Return the entries below in full. Keep every word as it is.

Material for this exercise:
--------------------

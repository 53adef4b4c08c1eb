use anyhow::{Context, Result};
use reqwest::Client;
use std::collections::BTreeMap;
use std::time::Duration;

use super::Notifier;
use crate::config::WebhookConfig;
use crate::error::RadarError;
use crate::event::Event;

/// POSTs `{"events": [...]}` to a fixed URL. No retries here; a failed post
/// is logged by the caller and the batch moves on.
pub struct WebhookNotifier {
    url: String,
    headers: BTreeMap<String, String>,
    client: Client,
}

impl WebhookNotifier {
    pub fn from_config(c: &WebhookConfig) -> Result<Self, RadarError> {
        if c.url.trim().is_empty() {
            return Err(RadarError::config("webhook notifier needs a url"));
        }
        let client = Client::builder()
            .timeout(Duration::from_millis(c.timeout_ms))
            .build()
            .map_err(|e| RadarError::config(format!("webhook client: {e}")))?;
        Ok(Self {
            url: c.url.clone(),
            headers: c.headers.clone(),
            client,
        })
    }
}

#[async_trait::async_trait]
impl Notifier for WebhookNotifier {
    fn name(&self) -> &str {
        "webhook"
    }

    async fn notify(&self, events: &[Event]) -> Result<()> {
        let body = serde_json::json!({ "events": events });
        let mut req = self.client.post(&self.url).json(&body);
        for (k, v) in &self.headers {
            req = req.header(k.as_str(), v.as_str());
        }
        req.send()
            .await
            .context("webhook post")?
            .error_for_status()
            .context("webhook non-2xx")?;
        Ok(())
    }
}
// src/labels.rs
//! Delayed-reward labels: the append-only JSONL written by the labeler and
//! read back (as an index) by the labeler itself and by the optimizer.

use chrono::{DateTime, Utc};
use serde::{Deserialize, Serialize};
use std::collections::{BTreeMap, HashMap};
use std::fs::File;
use std::io::{self, BufRead, BufReader};
use std::path::Path;

use crate::marketdata::Confidence;
use crate::paper::for_each_line;

#[derive(Debug, Clone, PartialEq, Default, Serialize, Deserialize)]
#[serde(default)]
pub struct Label {
    pub event_id: String,
    pub event_ts: DateTime<Utc>,
    pub source: String,
    pub symbol: String,
    pub trade_date: String,
    pub window_sec: u64,
    pub grace_sec: u64,
    pub late_by_sec: u64,
    pub threshold: f64,
    pub entry_rate_pct: f64,
    pub exit_rate_pct: f64,
    pub confidence: Confidence,
    pub reward: u8,
    pub reason: String,
}

#[derive(Debug, Clone, Default)]
pub struct LabelsIndex {
    /// event_id → window_sec → label. The last line for a pair wins.
    pub by_event: HashMap<String, BTreeMap<u64, Label>>,
    /// Sorted unique windows.
    pub windows: Vec<u64>,
    pub count_by_window: BTreeMap<u64, usize>,
    pub total: usize,
    pub warnings: Vec<String>,
}

impl LabelsIndex {
    pub fn read<R: BufRead>(r: R) -> io::Result<Self> {
        let mut idx = LabelsIndex::default();
        for_each_line(r, |line_no, line| {
            let Some(label) = line.and_then(|s| serde_json::from_str::<Label>(s).ok()) else {
                idx.warnings.push(format!("invalid_label_json line={line_no}"));
                return;
            };
            if label.event_id.is_empty() || label.window_sec == 0 {
                idx.warnings.push(format!("invalid_label_fields line={line_no}"));
                return;
            }
            *idx.count_by_window.entry(label.window_sec).or_insert(0) += 1;
            idx.total += 1;
            idx.by_event
                .entry(label.event_id.clone())
                .or_default()
                .insert(label.window_sec, label);
        })?;
        idx.windows = idx.count_by_window.keys().copied().collect();
        Ok(idx)
    }

    pub fn read_path(path: &Path) -> io::Result<Self> {
        Self::read(BufReader::new(File::open(path)?))
    }

    /// Like `read_path`, but a missing file is an empty index.
    pub fn read_path_or_empty(path: &Path) -> io::Result<Self> {
        match File::open(path) {
            Ok(f) => Self::read(BufReader::new(f)),
            Err(e) if e.kind() == io::ErrorKind::NotFound => Ok(Self::default()),
            Err(e) => Err(e),
        }
    }

    pub fn get(&self, event_id: &str, window_sec: u64) -> Option<&Label> {
        self.by_event.get(event_id)?.get(&window_sec)
    }

    pub fn has(&self, event_id: &str, window_sec: u64) -> bool {
        self.get(event_id, window_sec).is_some()
    }

    /// The window with the most labels (the shorter one on ties); 0 when empty.
    pub fn default_primary_window_sec(&self) -> u64 {
        let mut best = (0u64, 0usize);
        for (w, n) in &self.count_by_window {
            if *n > best.1 {
                best = (*w, *n);
            }
        }
        best.0
    }
}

--------------------

Result:
repository 53adef4b4c08c1eb
use anyhow::{Context, Result};
use reqwest::Client;
use std::collections::BTreeMap;
use std::time::Duration;

use super::Notifier;
use crate::config::WebhookConfig;
use crate::error::RadarError;
use crate::event::Event;

/// POSTs `{"events": [...]}` to a fixed URL. No retries here; a failed post
/// is logged by the caller and the batch moves on.
pub struct WebhookNotifier {
    url: String,
    headers: BTreeMap<String, String>,
    client: Client,
}

impl WebhookNotifier {
    pub fn from_config(c: &WebhookConfig) -> Result<Self, RadarError> {
        if c.url.trim().is_empty() {
            return Err(RadarError::config("webhook notifier needs a url"));
        }
        let client = Client::builder()
            .timeout(Duration::from_millis(c.timeout_ms))
            .build()
            .map_err(|e| RadarError::config(format!("webhook client: {e}")))?;
        Ok(Self {
            url: c.url.clone(),
            headers: c.headers.clone(),
            client,
        })
    }
}

#[async_trait::async_trait]
impl Notifier for WebhookNotifier {
    fn name(&self) -> &str {
        "webhook"
    }

    async fn notify(&self, events: &[Event]) -> Result<()> {
        let body = serde_json::json!({ "events": events });
        let mut req = self.client.post(&self.url).json(&body);
        for (k, v) in &self.headers {
            req = req.header(k.as_str(), v.as_str());
        }
        req.send()
            .await
            .context("webhook post")?
            .error_for_status()
            .context("webhook non-2xx")?;
        Ok(())
    }
}
// src/labels.rs
//! Delayed-reward labels: the append-only JSONL written by the labeler and
//! read back (as an index) by the labeler itself and by the optimizer.

use chrono::{DateTime, Utc};
use serde::{Deserialize, Serialize};
use std::collections::{BTreeMap, HashMap};
use std::fs::File;
use std::io::{self, BufRead, BufReader};
use std::path::Path;

use crate::marketdata::Confidence;
use crate::paper::for_each_line;

#[derive(Debug, Clone, PartialEq, Default, Serialize, Deserialize)]
#[serde(default)]
pub struct Label {
    pub event_id: String,
    pub event_ts: DateTime<Utc>,
    pub source: String,
    pub symbol: String,
    pub trade_date: String,
    pub window_sec: u64,
    pub grace_sec: u64,
    pub late_by_sec: u64,
    pub threshold: f64,
    pub entry_rate_pct: f64,
    pub exit_rate_pct: f64,
    pub confidence: Confidence,
    pub reward: u8,
    pub reason: String,
}

#[derive(Debug, Clone, Default)]
pub struct LabelsIndex {
    /// event_id → window_sec → label. The last line for a pair wins.
    pub by_event: HashMap<String, BTreeMap<u64, Label>>,
    /// Sorted unique windows.
    pub windows: Vec<u64>,
    pub count_by_window: BTreeMap<u64, usize>,
    pub total: usize,
    pub warnings: Vec<String>,
}

impl LabelsIndex {
    pub fn read<R: BufRead>(r: R) -> io::Result<Self> {
        let mut idx = LabelsIndex::default();
        for_each_line(r, |line_no, line| {
            let Some(label) = line.and_then(|s| serde_json::from_str::<Label>(s).ok()) else {
                idx.warnings.push(format!("invalid_label_json line={line_no}"));
                return;
            };
            if label.event_id.is_empty() || label.window_sec == 0 {
                idx.warnings.push(format!("invalid_label_fields line={line_no}"));
                return;
            }
            *idx.count_by_window.entry(label.window_sec).or_insert(0) += 1;
            idx.total += 1;
            idx.by_event
                .entry(label.event_id.clone())
                .or_default()
                .insert(label.window_sec, label);
        })?;
        idx.windows = idx.count_by_window.keys().copied().collect();
        Ok(idx)
    }

    pub fn read_path(path: &Path) -> io::Result<Self> {
        Self::read(BufReader::new(File::open(path)?))
    }

    /// Like `read_path`, but a missing file is an empty index.
    pub fn read_path_or_empty(path: &Path) -> io::Result<Self> {
        match File::open(path) {
            Ok(f) => Self::read(BufReader::new(f)),
            Err(e) if e.kind() == io::ErrorKind::NotFound => Ok(Self::default()),
            Err(e) => Err(e),
        }
    }

    pub fn get(&self, event_id: &str, window_sec: u64) -> Option<&Label> {
        self.by_event.get(event_id)?.get(&window_sec)
    }

    pub fn has(&self, event_id: &str, window_sec: u64) -> bool {
        self.get(event_id, window_sec).is_some()
    }

    /// The window with the most labels (the shorter one on ties); 0 when empty.
    pub fn default_primary_window_sec(&self) -> u64 {
        let mut best = (0u64, 0usize);
        for (w, n) in &self.count_by_window {
            if *n > best.1 {
                best = (*w, *n);
            }
        }
        best.0
    }
}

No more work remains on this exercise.